Abstract

Abstract The global threat posed by climate change calls for increased governmental regulation in various fields of economic activity. New regulations, especially in the carbon-intensive industries, will likely interfere with economic interests and acquired rights of foreign investors. One of the main questions that investment treaty tribunals will have to answer in this context is whether, and to what extent, such regulations should be accompanied by compensation. Investment treaty jurisprudence has yet to come up with comprehensive criteria for distinguishing compensable regulatory expropriation from non-compensable exercise of regulatory powers. This uncertainty is particularly evident from recent cases dealing with issues, such as plain packaging for tobacco, nuclear energy phase-out and solar energy tariffs.

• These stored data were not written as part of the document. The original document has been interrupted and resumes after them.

//! Payslips and their earning/deduction line items.
//!
//! A payslip is the full computed snapshot for one `(run, employee)` pair.
//! The calculate step deletes and regenerates a run's payslips wholesale,
//! so the stored output is always a pure function of current inputs.

use rust_decimal::Decimal;
use serde::{Deserialize, Serialize};
use uuid::Uuid;

/// Source category of a deduction line, in reporting precedence order.
#[derive(Debug, Clone, Copy, PartialEq, Eq, Serialize, Deserialize)]
#[serde(rename_all = "snake_case")]
pub enum DeductionSource {
    /// Tardiness/undertime penalties.
    Attendance,
    /// Statutory contributions (SSS, PhilHealth, Pag-IBIG).
    Government,
    /// Withholding tax.
    Tax,
    /// Recurring deductions configured on the employee.
    Recurring,
    /// Manual review adjustments.
    Adjustment,
    /// Loan amortizations.
    Loan,
}

/// An earning line on a payslip.
#[derive(Debug, Clone, PartialEq, Serialize, Deserialize)]
pub struct PayslipEarning {
    /// Earning type code, registered per company on first use.
    pub type_code: String,
    /// Display description.
    pub description: String,
    /// Day/hour quantity behind the amount, when one exists.
    #[serde(default)]
    pub quantity: Option<Decimal>,
    /// Per-unit rate behind the amount, when one exists.
    #[serde(default)]
    pub rate: Option<Decimal>,
    /// Line amount.
    pub amount: Decimal,
}

/// A deduction line on a payslip.
#[derive(Debug, Clone, PartialEq, Serialize, Deserialize)]
pub struct PayslipDeduction {
    /// Deduction type code, registered per company on first use.
    pub type_code: String,
    /// Display description.
    pub description: String,
    /// Employee-side amount.
    pub amount: Decimal,
    /// Employer counterpart share, for statutory lines.
    #[serde(default)]
    pub employer_share: Option<Decimal>,
    /// Where the line came from.
    pub source: DeductionSource,
    /// Back-reference to the source record (e.g., a loan id).
    #[serde(default)]
    pub reference_id: Option<String>,
    /// Whether the line reduced the taxable base.
    #[serde(default)]
    pub pre_tax: bool,
}

/// Year-to-date rollups snapshotted onto a payslip.
///
/// Figures include the payslip they are stored on.
#[derive(Debug, Clone, Default, PartialEq, Serialize, Deserialize)]
pub struct YtdSnapshot {
    /// Gross pay across paid runs this year.
    pub gross_pay: Decimal,
    /// Basic pay from regular runs, the thirteenth-month basis.
    pub regular_basic_pay: Decimal,
    /// Bonus-run pay, subject to the statutory exclusion ceiling.
    pub bonus_pay: Decimal,
    /// Withholding tax already withheld.
    pub tax_withheld: Decimal,
    /// SSS employee shares.
    pub sss_employee: Decimal,
    /// PhilHealth employee shares.
    pub philhealth_employee: Decimal,
    /// Pag-IBIG employee shares.
    pub pagibig_employee: Decimal,
    /// Pre-tax recurring deductions.
    pub pre_tax_deductions: Decimal,
}

impl YtdSnapshot {
    /// Sum of the mandatory employee contribution shares.
    pub fn mandatory_employee_total(&self) -> Decimal {
        self.sss_employee + self.philhealth_employee + self.pagibig_employee
    }
}

/// The finalized computed output of a run for one employee.
#[derive(Debug, Clone, PartialEq, Serialize, Deserialize)]
pub struct Payslip {
    /// Unique identifier; regenerated on every calculation pass.
    pub id: Uuid,
    /// Payslip number, `PSL-<runSuffix>-<employeeIdPrefix>`.
    pub slip_number: String,
    /// The owning run.
    pub run_id: Uuid,
    /// The employee the slip belongs to.
    pub employee_id: String,
    /// Derived daily rate.
    pub daily_rate: Decimal,
    /// Derived hourly rate.
    pub hourly_rate: Decimal,
    /// Working days in the cutoff window (non-rest days).
    pub working_days: Decimal,
    /// Payable days, in half-day increments.
    pub payable_days: Decimal,
    /// Unpaid absence days.
    pub unpaid_absences: Decimal,
    /// Tardiness minutes accumulated over the window.
    pub tardiness_mins: Decimal,
    /// Undertime minutes accumulated over the window.
    pub undertime_mins: Decimal,
    /// Hours actually worked.
    pub hours_worked: Decimal,
    /// Approved overtime hours paid.
    pub overtime_hours: Decimal,
    /// Night-differential hours paid.
    pub night_diff_hours: Decimal,
    /// Basic pay for the period.
    pub basic_pay: Decimal,
    /// Gross pay: the sum of all earning lines.
    pub gross_pay: Decimal,
    /// Sum of all deduction lines.
    pub total_deductions: Decimal,
    /// Gross less deductions, floored at zero.
    pub net_pay: Decimal,
    /// SSS employee share withheld this period.
    pub sss_employee: Decimal,
    /// PhilHealth employee share withheld this period.
    pub philhealth_employee: Decimal,
    /// Pag-IBIG employee share withheld this period.
    pub pagibig_employee: Decimal,
    /// Withholding tax for this period.
    pub tax_withheld: Decimal,
    /// SSS employer share.
    pub sss_employer: Decimal,
    /// PhilHealth employer share.
    pub philhealth_employer: Decimal,
    /// Pag-IBIG employer share.
    pub pagibig_employer: Decimal,
    /// Year-to-date rollups including this slip.
    pub ytd: YtdSnapshot,
    /// Ordered earning lines.
    pub earnings: Vec<PayslipEarning>,
    /// Ordered deduction lines.
    pub deductions: Vec<PayslipDeduction>,
}

impl Payslip {
    /// Sum of the employer statutory shares on this slip.
    pub fn employer_share_total(&self) -> Decimal {
        self.sss_employer + self.philhealth_employer + self.pagibig_employer
    }
}

/// Builds a payslip number from the run number and employee id.
///
/// The run suffix is the run number's sequence part; the employee prefix is
/// the first eight characters of the employee id.
///
/// # Example
///
/// ```
/// use payroll_engine::models::slip_number;
///
/// assert_eq!(
///     slip_number("RUN-2025-00004", "EMP-2025-00017"),
///     "PSL-00004-EMP-2025"
/// );
/// ```
pub fn slip_number(run_number: &str, employee_id: &str) -> String {
    let suffix = run_number.rsplit('-').next().unwrap_or(run_number);
    let prefix: String = employee_id.chars().take(8).collect();
    format!("PSL-{suffix}-{prefix}")
}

The absence of specific criteria causes concern among States, investors and other stakeholders, and contributes to the ongoing backlash against the investor–State dispute settlement system. This article suggests drawing the borderline between non-compensable regulation and regulatory expropriation in reference to inherent limits of property rights that underlie foreign investments. Although the State owes compensation to an investor whose property rights are dispossessed by an increased regulation, it is uncontroversial that property rights are themselves limited by the rights of others. The precise limits change over time, in light of new circumstances and available scientific evidence. Prudent investors, especially those active in hazardous industries, assume the risk of such changes as part of their business risk. A regulation that does no more than to clarify the inherent limits of the investor’s rights in light of newly emerging circumstances does not constitute an interference with such rights and does not therefore qualify as expropriation. Under this approach, bona fide regulations that aim to tackle the emerging threats posed by climate change do not engender a right to compensation.